What is needed –
A full, exact copy of the records below is the required answer.

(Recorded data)
---*---

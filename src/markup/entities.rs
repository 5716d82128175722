//! Named character references recognised in HTML text and attribute values.
//!
//! Numeric references (`&#160;`, `&#xA0;`) are decoded by quick-xml itself;
//! this table only has to cover the names real pages use.

pub(crate) fn resolve_html_entity(name: &str) -> Option<&'static str> {
    let resolved = match name {
        "amp" => "&",
        "lt" => "<",
        "gt" => ">",
        "quot" => "\"",
        "apos" => "'",
        "nbsp" => "\u{a0}",
        "copy" => "\u{a9}",
        "reg" => "\u{ae}",
        "trade" => "\u{2122}",
        "hellip" => "\u{2026}",
        "ndash" => "\u{2013}",
        "mdash" => "\u{2014}",
        "lsquo" => "\u{2018}",
        "rsquo" => "\u{2019}",
        "ldquo" => "\u{201c}",
        "rdquo" => "\u{201d}",
        "laquo" => "\u{ab}",
        "raquo" => "\u{bb}",
        "middot" => "\u{b7}",
        "bull" => "\u{2022}",
        "euro" => "\u{20ac}",
        _ => return None,
    };
    Some(resolved)
}

#[cfg(test)]
mod tests {
    use super::*;

    #[test]
    fn test_known_and_unknown_entities() {
        assert_eq!(resolve_html_entity("amp"), Some("&"));
        assert_eq!(resolve_html_entity("nbsp"), Some("\u{a0}"));
        assert_eq!(resolve_html_entity("notanentity"), None);
    }
}
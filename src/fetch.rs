//! Page fetching
//!
//! The service only needs "give me the HTML behind this URL". `HttpFetcher`
//! does that over the network, `FileFetcher` serves saved pages from disk.

use std::future::Future;
use std::path::PathBuf;
use std::time::Duration;

use thiserror::Error;

/// Failure to obtain a page
#[derive(Debug, Error)]
pub enum FetchError {
    #[error("status: {0}")]
    Status(u16),
    #[error("status: 500, err: {0}")]
    Transport(#[from] reqwest::Error),
    #[error("page exceeds {limit} bytes")]
    TooLarge { limit: usize },
    #[error("reading {path}: {source}")]
    Io {
        path: PathBuf,
        #[source]
        source: std::io::Error,
    },
}

impl FetchError {
    /// HTTP status that best describes this failure
    pub fn status_code(&self) -> u16 {
        match self {
            FetchError::Status(code) => *code,
            _ => 500,
        }
    }

    pub fn is_not_found(&self) -> bool {
        self.status_code() == 404
    }
}

/// Source of raw page markup
pub trait PageFetcher: Send + Sync {
    fn get_page(&self, url: &str) -> impl Future<Output = Result<String, FetchError>> + Send;
}

/// Settings shared by fetcher implementations
#[derive(Debug, Clone)]
pub struct FetchOptions {
    pub user_agent: String,
    pub timeout: Duration,
    pub max_page_bytes: usize,
}

/// Fetches pages over HTTP(S)
#[derive(Debug, Clone)]
pub struct HttpFetcher {
    client: reqwest::Client,
    max_page_bytes: usize,
}

impl HttpFetcher {
    pub fn new(options: &FetchOptions) -> Result<Self, FetchError> {
        // A desktop browser User-Agent is what keeps the product pages from
        // being replaced by a captcha.
        let client = reqwest::Client::builder()
            .user_agent(options.user_agent.as_str())
            .timeout(options.timeout)
            .build()?;

        Ok(Self {
            client,
            max_page_bytes: options.max_page_bytes,
        })
    }
}

impl PageFetcher for HttpFetcher {
    async fn get_page(&self, url: &str) -> Result<String, FetchError> {
        let response = self.client.get(url).send().await?;

        let status = response.status();
        if status != reqwest::StatusCode::OK {
            return Err(FetchError::Status(status.as_u16()));
        }

        let limit = self.max_page_bytes;
        if response.content_length().is_some_and(|len| len > limit as u64) {
            return Err(FetchError::TooLarge { limit });
        }

        let body = response.bytes().await?;
        if body.len() > limit {
            return Err(FetchError::TooLarge { limit });
        }
        Ok(String::from_utf8_lossy(&body).into_owned())
    }
}

/// Serves pages saved as `<root>/<last url segment>.html`
#[derive(Debug, Clone)]
pub struct FileFetcher {
    root: PathBuf,
}

impl FileFetcher {
    pub fn new(root: impl Into<PathBuf>) -> Self {
        Self { root: root.into() }
    }

    /// File that backs `url`
    pub fn page_path(&self, url: &str) -> PathBuf {
        let path = url.split(&['?', '#'][..]).next().unwrap_or(url);
        let name = path
            .trim_end_matches('/')
            .rsplit('/')
            .next()
            .unwrap_or_default();
        self.root.join(format!("{}.html", name))
    }
}

impl PageFetcher for FileFetcher {
    async fn get_page(&self, url: &str) -> Result<String, FetchError> {
        let path = self.page_path(url);
        match tokio::fs::read(&path).await {
            Ok(bytes) => Ok(String::from_utf8_lossy(&bytes).into_owned()),
            Err(e) if e.kind() == std::io::ErrorKind::NotFound => Err(FetchError::Status(404)),
            Err(source) => Err(FetchError::Io { path, source }),
        }
    }
}

#[cfg(test)]
mod tests {
    use super::*;
    use std::path::Path;

    fn pages_dir() -> PathBuf {
        Path::new(env!("CARGO_MANIFEST_DIR")).join("tests/pages")
    }

    #[test]
    fn test_status_codes() {
        assert_eq!(FetchError::Status(404).status_code(), 404);
        assert!(FetchError::Status(404).is_not_found());
        assert_eq!(FetchError::TooLarge { limit: 1 }.status_code(), 500);
        assert_eq!(FetchError::Status(503).to_string(), "status: 503");
    }

    #[test]
    fn test_page_path() {
        let fetcher = FileFetcher::new("/pages");
        assert_eq!(
            fetcher.page_path("https://www.amazon.de/gp/product/B08MZ3B1KC"),
            PathBuf::from("/pages/B08MZ3B1KC.html")
        );
        assert_eq!(
            fetcher.page_path("https://www.amazon.de/gp/product/B08MZ3B1KC/?ref=x"),
            PathBuf::from("/pages/B08MZ3B1KC.html")
        );
    }

    #[tokio::test]
    async fn test_file_fetcher_reads_page() {
        let fetcher = FileFetcher::new(pages_dir());
        let page = fetcher
            .get_page("https://www.amazon.de/gp/product/B08MZ3B1KC")
            .await
            .unwrap();
        assert!(page.contains("Mercy Black"));
    }

    #[tokio::test]
    async fn test_file_fetcher_missing_page_is_not_found() {
        let fetcher = FileFetcher::new(pages_dir());
        let err = fetcher
            .get_page("https://www.amazon.de/gp/product/B000000000")
            .await
            .unwrap_err();
        assert!(err.is_not_found());
    }

    #[test]
    fn test_http_fetcher_builds() {
        let options = FetchOptions {
            user_agent: "pipi-test".to_string(),
            timeout: Duration::from_secs(5),
            max_page_bytes: 1024,
        };
        assert!(HttpFetcher::new(&options).is_ok());
    }
}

---*---

Task solution –
filename src/markup/entities.rs
repository 5716d82128175722
//! Named character references recognised in HTML text and attribute values.
//!
//! Numeric references (`&#160;`, `&#xA0;`) are decoded by quick-xml itself;
//! this table only has to cover the names real pages use.

pub(crate) fn resolve_html_entity(name: &str) -> Option<&'static str> {
    let resolved = match name {
        "amp" => "&",
        "lt" => "<",
        "gt" => ">",
        "quot" => "\"",
        "apos" => "'",
        "nbsp" => "\u{a0}",
        "copy" => "\u{a9}",
        "reg" => "\u{ae}",
        "trade" => "\u{2122}",
        "hellip" => "\u{2026}",
        "ndash" => "\u{2013}",
        "mdash" => "\u{2014}",
        "lsquo" => "\u{2018}",
        "rsquo" => "\u{2019}",
        "ldquo" => "\u{201c}",
        "rdquo" => "\u{201d}",
        "laquo" => "\u{ab}",
        "raquo" => "\u{bb}",
        "middot" => "\u{b7}",
        "bull" => "\u{2022}",
        "euro" => "\u{20ac}",
        _ => return None,
    };
    Some(resolved)
}

#[cfg(test)]
mod tests {
    use super::*;

    #[test]
    fn test_known_and_unknown_entities() {
        assert_eq!(resolve_html_entity("amp"), Some("&"));
        assert_eq!(resolve_html_entity("nbsp"), Some("\u{a0}"));
        assert_eq!(resolve_html_entity("notanentity"), None);
    }
}
filename src/fetch.rs
//! Page fetching
//!
//! The service only needs "give me the HTML behind this URL". `HttpFetcher`
//! does that over the network, `FileFetcher` serves saved pages from disk.

use std::future::Future;
use std::path::PathBuf;
use std::time::Duration;

use thiserror::Error;

/// Failure to obtain a page
#[derive(Debug, Error)]
pub enum FetchError {
    #[error("status: {0}")]
    Status(u16),
    #[error("status: 500, err: {0}")]
    Transport(#[from] reqwest::Error),
    #[error("page exceeds {limit} bytes")]
    TooLarge { limit: usize },
    #[error("reading {path}: {source}")]
    Io {
        path: PathBuf,
        #[source]
        source: std::io::Error,
    },
}

impl FetchError {
    /// HTTP status that best describes this failure
    pub fn status_code(&self) -> u16 {
        match self {
            FetchError::Status(code) => *code,
            _ => 500,
        }
    }

    pub fn is_not_found(&self) -> bool {
        self.status_code() == 404
    }
}

/// Source of raw page markup
pub trait PageFetcher: Send + Sync {
    fn get_page(&self, url: &str) -> impl Future<Output = Result<String, FetchError>> + Send;
}

/// Settings shared by fetcher implementations
#[derive(Debug, Clone)]
pub struct FetchOptions {
    pub user_agent: String,
    pub timeout: Duration,
    pub max_page_bytes: usize,
}

/// Fetches pages over HTTP(S)
#[derive(Debug, Clone)]
pub struct HttpFetcher {
    client: reqwest::Client,
    max_page_bytes: usize,
}

impl HttpFetcher {
    pub fn new(options: &FetchOptions) -> Result<Self, FetchError> {
        // A desktop browser User-Agent is what keeps the product pages from
        // being replaced by a captcha.
        let client = reqwest::Client::builder()
            .user_agent(options.user_agent.as_str())
            .timeout(options.timeout)
            .build()?;

        Ok(Self {
            client,
            max_page_bytes: options.max_page_bytes,
        })
    }
}

impl PageFetcher for HttpFetcher {
    async fn get_page(&self, url: &str) -> Result<String, FetchError> {
        let response = self.client.get(url).send().await?;

        let status = response.status();
        if status != reqwest::StatusCode::OK {
            return Err(FetchError::Status(status.as_u16()));
        }

        let limit = self.max_page_bytes;
        if response.content_length().is_some_and(|len| len > limit as u64) {
            return Err(FetchError::TooLarge { limit });
        }

        let body = response.bytes().await?;
        if body.len() > limit {
            return Err(FetchError::TooLarge { limit });
        }
        Ok(String::from_utf8_lossy(&body).into_owned())
    }
}

/// Serves pages saved as `<root>/<last url segment>.html`
#[derive(Debug, Clone)]
pub struct FileFetcher {
    root: PathBuf,
}

impl FileFetcher {
    pub fn new(root: impl Into<PathBuf>) -> Self {
        Self { root: root.into() }
    }

    /// File that backs `url`
    pub fn page_path(&self, url: &str) -> PathBuf {
        let path = url.split(&['?', '#'][..]).next().unwrap_or(url);
        let name = path
            .trim_end_matches('/')
            .rsplit('/')
            .next()
            .unwrap_or_default();
        self.root.join(format!("{}.html", name))
    }
}

impl PageFetcher for FileFetcher {
    async fn get_page(&self, url: &str) -> Result<String, FetchError> {
        let path = self.page_path(url);
        match tokio::fs::read(&path).await {
            Ok(bytes) => Ok(String::from_utf8_lossy(&bytes).into_owned()),
            Err(e) if e.kind() == std::io::ErrorKind::NotFound => Err(FetchError::Status(404)),
            Err(source) => Err(FetchError::Io { path, source }),
        }
    }
}

#[cfg(test)]
mod tests {
    use super::*;
    use std::path::Path;

    fn pages_dir() -> PathBuf {
        Path::new(env!("CARGO_MANIFEST_DIR")).join("tests/pages")
    }

    #[test]
    fn test_status_codes() {
        assert_eq!(FetchError::Status(404).status_code(), 404);
        assert!(FetchError::Status(404).is_not_found());
        assert_eq!(FetchError::TooLarge { limit: 1 }.status_code(), 500);
        assert_eq!(FetchError::Status(503).to_string(), "status: 503");
    }

    #[test]
    fn test_page_path() {
        let fetcher = FileFetcher::new("/pages");
        assert_eq!(
            fetcher.page_path("https://www.amazon.de/gp/product/B08MZ3B1KC"),
            PathBuf::from("/pages/B08MZ3B1KC.html")
        );
        assert_eq!(
            fetcher.page_path("https://www.amazon.de/gp/product/B08MZ3B1KC/?ref=x"),
            PathBuf::from("/pages/B08MZ3B1KC.html")
        );
    }

    #[tokio::test]
    async fn test_file_fetcher_reads_page() {
        let fetcher = FileFetcher::new(pages_dir());
        let page = fetcher
            .get_page("https://www.amazon.de/gp/product/B08MZ3B1KC")
            .await
            .unwrap();
        assert!(page.contains("Mercy Black"));
    }

    #[tokio::test]
    async fn test_file_fetcher_missing_page_is_not_found() {
        let fetcher = FileFetcher::new(pages_dir());
        let err = fetcher
            .get_page("https://www.amazon.de/gp/product/B000000000")
            .await
            .unwrap_err();
        assert!(err.is_not_found());
    }

    #[test]
    fn test_http_fetcher_builds() {
        let options = FetchOptions {
            user_agent: "pipi-test".to_string(),
            timeout: Duration::from_secs(5),
            max_page_bytes: 1024,
        };
        assert!(HttpFetcher::new(&options).is_ok());
    }
}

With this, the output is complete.